High in the Alpine foothills, where winds sweep across glacial valleys and where stone shelters cling to the mountainsides, archaeologists have uncovered a habit so familiar it transcends time: chewing gum. But this was no mint-flavored modern treat. Five thousand years ago, early Europeans chewed glossy black lumps of birch bark tar—sticky, aromatic material that has now become one of the most intimate forms of prehistoric evidence ever found.
This revelation comes from the study “Ancient DNA and biomarkers from artefacts: insights into technology and cultural practices in Neolithic Europe,” conducted by Anna E. White and colleagues and published in Proceedings of the Royal Society B, 15 October 2025. What researchers initially believed to be tool-making residue turned out to be something far more personal: chewed bits of tar, carrying ancient fingerprints of human behavior embedded in saliva.
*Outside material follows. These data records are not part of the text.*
// Spatial Sound - WAV playback handles over a pluggable audio backend
// Lock-free software mixer with a cpal output on desktop

// Module declarations
pub mod audio;
pub mod config;
pub mod engine;
pub mod error;
pub mod sound;

// Re-exports for convenience
pub use audio::{BufferFormat, SampleEncoding, WavInfo};
pub use config::AppConfig;
pub use engine::backend::{AudioBackend, MixerBackend, SourceState, StubBackend};
pub use error::{ErrorCode, SoundError, SoundErrorCodes};
pub use sound::{create_spatial_source, Sound, SpatialSource};

pub use glam::Vec3;

#[cfg(test)]
mod tests {
    use super::*;
    use std::sync::Arc;

    #[test]
    fn test_public_surface() {
        let backend: Arc<dyn AudioBackend> = Arc::new(StubBackend::new());
        let err = Sound::load(backend, "missing.wav").unwrap_err();
        assert_eq!(err.code(), SoundErrorCodes::LOAD_FAILED);
    }
}
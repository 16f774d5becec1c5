//! Mixer - render side of the software backend
//!
//! Owned by whichever thread produces output (the cpal callback on desktop,
//! the test itself in unit tests). Each `render` call:
//! 1. drains pending commands from the control side
//! 2. mixes every playing voice into the interleaved output block
//! 3. applies master gain and clamps to [-1.0, 1.0]
//!
//! Real-time notes:
//! - No locks; all communication goes through rtrb queues
//! - Buffers the renderer lets go of are sent back to the control thread
//!   instead of being freed here
//! - The voice map is sized up front from `MixerConfig::max_voices`

use std::collections::HashMap;
use std::f32::consts::FRAC_PI_4;
use std::sync::Arc;

use glam::Vec3;
use rtrb::{Consumer, Producer};

use super::pcm::PcmBuffer;
use super::queue::{MixerCommand, MixerEvent, VoiceParams};
use crate::config::MixerConfig;
use crate::engine::backend::{SourceId, SourceState};

/// Layout of the output block handed to [`Mixer::render`]
#[derive(Debug, Clone, Copy, PartialEq, Eq)]
pub struct OutputFormat {
    pub channels: u16,
    pub sample_rate: u32,
}

struct Voice {
    buffer: Option<Arc<PcmBuffer>>,
    params: VoiceParams,
    state: SourceState,
    /// Fractional read position in buffer frames
    cursor: f64,
    generation: u64,
}

impl Voice {
    fn new() -> Self {
        Self {
            buffer: None,
            params: VoiceParams::default(),
            state: SourceState::Initial,
            cursor: 0.0,
            generation: 0,
        }
    }
}

/// Distance attenuation and panning for mono voices, listener at the origin
/// facing -Z.
#[derive(Debug, Clone, Copy)]
struct Spatializer {
    reference_distance: f32,
    rolloff_factor: f32,
}

impl Spatializer {
    /// Inverse distance clamped attenuation plus equal-power pan on x.
    fn gains(&self, position: Vec3) -> (f32, f32) {
        let distance = position.length();
        let reference = self.reference_distance.max(f32::EPSILON);
        let attenuation = if distance <= reference {
            1.0
        } else {
            reference / (reference + self.rolloff_factor * (distance - reference))
        };

        let pan = if distance > f32::EPSILON {
            (position.x / distance).clamp(-1.0, 1.0)
        } else {
            0.0
        };
        let angle = (pan + 1.0) * FRAC_PI_4;

        (angle.cos() * attenuation, angle.sin() * attenuation)
    }
}

/// Render side of [`super::MixerBackend`]
pub struct Mixer {
    commands: Consumer<MixerCommand>,
    events: Producer<MixerEvent>,
    voices: HashMap<SourceId, Voice>,
    spatializer: Spatializer,
    master_gain: f32,
}

impl Mixer {
    pub(crate) fn new(
        commands: Consumer<MixerCommand>,
        events: Producer<MixerEvent>,
        config: &MixerConfig,
    ) -> Self {
        Self {
            commands,
            events,
            voices: HashMap::with_capacity(config.max_voices),
            spatializer: Spatializer {
                reference_distance: config.reference_distance,
                rolloff_factor: config.rolloff_factor,
            },
            master_gain: config.master_gain,
        }
    }

    /// Number of voices currently playing
    pub fn active_voices(&self) -> usize {
        self.voices
            .values()
            .filter(|v| v.state == SourceState::Playing)
            .count()
    }

    /// Mix all playing voices into `out` (interleaved, `format.channels` per
    /// frame). `out` is overwritten.
    pub fn render(&mut self, out: &mut [f32], format: OutputFormat) {
        self.apply_commands();
        out.fill(0.0);

        let channels = format.channels.max(1) as usize;
        let sample_rate = format.sample_rate.max(1);

        for (&source, voice) in self.voices.iter_mut() {
            if voice.state != SourceState::Playing {
                continue;
            }
            let Some(buffer) = voice.buffer.clone() else {
                continue;
            };

            if mix_voice(voice, &buffer, out, channels, sample_rate, &self.spatializer) {
                let _ = self.events.push(MixerEvent::Finished {
                    source,
                    generation: voice.generation,
                });
            }
        }

        for sample in out.iter_mut() {
            *sample = (*sample * self.master_gain).clamp(-1.0, 1.0);
        }
    }

    fn apply_commands(&mut self) {
        while let Ok(command) = self.commands.pop() {
            match command {
                MixerCommand::AddVoice { source } => {
                    self.voices.insert(source, Voice::new());
                }
                MixerCommand::RemoveVoice { source } => {
                    if let Some(mut voice) = self.voices.remove(&source) {
                        self.retire(voice.buffer.take());
                    }
                }
                MixerCommand::SetBuffer { source, buffer } => {
                    let Some(voice) = self.voices.get_mut(&source) else {
                        self.retire(buffer);
                        continue;
                    };
                    let previous = std::mem::replace(&mut voice.buffer, buffer);
                    voice.state = SourceState::Initial;
                    voice.cursor = 0.0;
                    self.retire(previous);
                }
                MixerCommand::SetParams { source, params } => {
                    if let Some(voice) = self.voices.get_mut(&source) {
                        voice.params = params;
                    }
                }
                MixerCommand::Play { source, generation } => {
                    let Some(voice) = self.voices.get_mut(&source) else {
                        continue;
                    };
                    voice.generation = generation;
                    if voice.buffer.is_none() {
                        voice.state = SourceState::Stopped;
                        let _ = self.events.push(MixerEvent::Finished { source, generation });
                        continue;
                    }
                    if voice.state != SourceState::Paused {
                        voice.cursor = 0.0;
                    }
                    voice.state = SourceState::Playing;
                }
                MixerCommand::Pause { source } => {
                    if let Some(voice) = self.voices.get_mut(&source) {
                        if voice.state == SourceState::Playing {
                            voice.state = SourceState::Paused;
                        }
                    }
                }
                MixerCommand::Stop { source } => {
                    if let Some(voice) = self.voices.get_mut(&source) {
                        voice.state = SourceState::Stopped;
                        voice.cursor = 0.0;
                    }
                }
            }
        }
    }

    fn retire(&mut self, buffer: Option<Arc<PcmBuffer>>) {
        if let Some(buffer) = buffer {
            // Falls back to freeing here when the event queue is full
            let _ = self.events.push(MixerEvent::Retired(buffer));
        }
    }
}

/// Mix one voice into `out`. Returns true when a non-looping voice reached
/// the end of its buffer during this block.
fn mix_voice(
    voice: &mut Voice,
    buffer: &PcmBuffer,
    out: &mut [f32],
    channels: usize,
    sample_rate: u32,
    spatializer: &Spatializer,
) -> bool {
    let frames = buffer.frames();
    if frames == 0 {
        voice.state = SourceState::Stopped;
        voice.cursor = 0.0;
        return true;
    }

    let step = buffer.frequency as f64 / sample_rate as f64 * voice.params.pitch.max(0.0) as f64;
    // Stereo buffers play as-is; only mono is positioned
    let (pan_left, pan_right) = if buffer.channels() == 1 {
        spatializer.gains(voice.params.position)
    } else {
        (1.0, 1.0)
    };
    let left_gain = voice.params.gain * pan_left;
    let right_gain = voice.params.gain * pan_right;
    let end = frames as f64;

    for frame in out.chunks_exact_mut(channels) {
        let (left, right) = buffer.sample_at(voice.cursor, voice.params.looping);
        let (left, right) = (left * left_gain, right * right_gain);

        if channels == 1 {
            frame[0] += (left + right) * 0.5;
        } else {
            frame[0] += left;
            frame[1] += right;
        }

        voice.cursor += step;
        if voice.cursor >= end {
            if voice.params.looping {
                voice.cursor %= end;
            } else {
                voice.state = SourceState::Stopped;
                voice.cursor = 0.0;
                return true;
            }
        }
    }

    false
}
The Alpine tar pieces were originally catalogued as adhesives used for hafting stone tools, a common practice in prehistoric Europe. Birch bark tar, produced by heating the bark in a low-oxygen environment, forms a durable, waterproof glue. But many of the pieces recovered from Alpine sites bore features that did not match adhesive use. They were small, pliable, and marked by unmistakable human bite impressions. Some had been kneaded between teeth until softened, then discarded.
Oldest Chewing Habit in Europe
For White and the research team, these bite marks became a portal into prehistoric daily life. Each piece offered biological data rarely preserved in such clarity. By extracting ancient human DNA, the researchers identified the sex and ancestry of multiple individuals, including children. Even the oral bacteria sealed inside the tar helped reconstruct aspects of health and diet, such as signs of gum inflammation or microbial imbalance.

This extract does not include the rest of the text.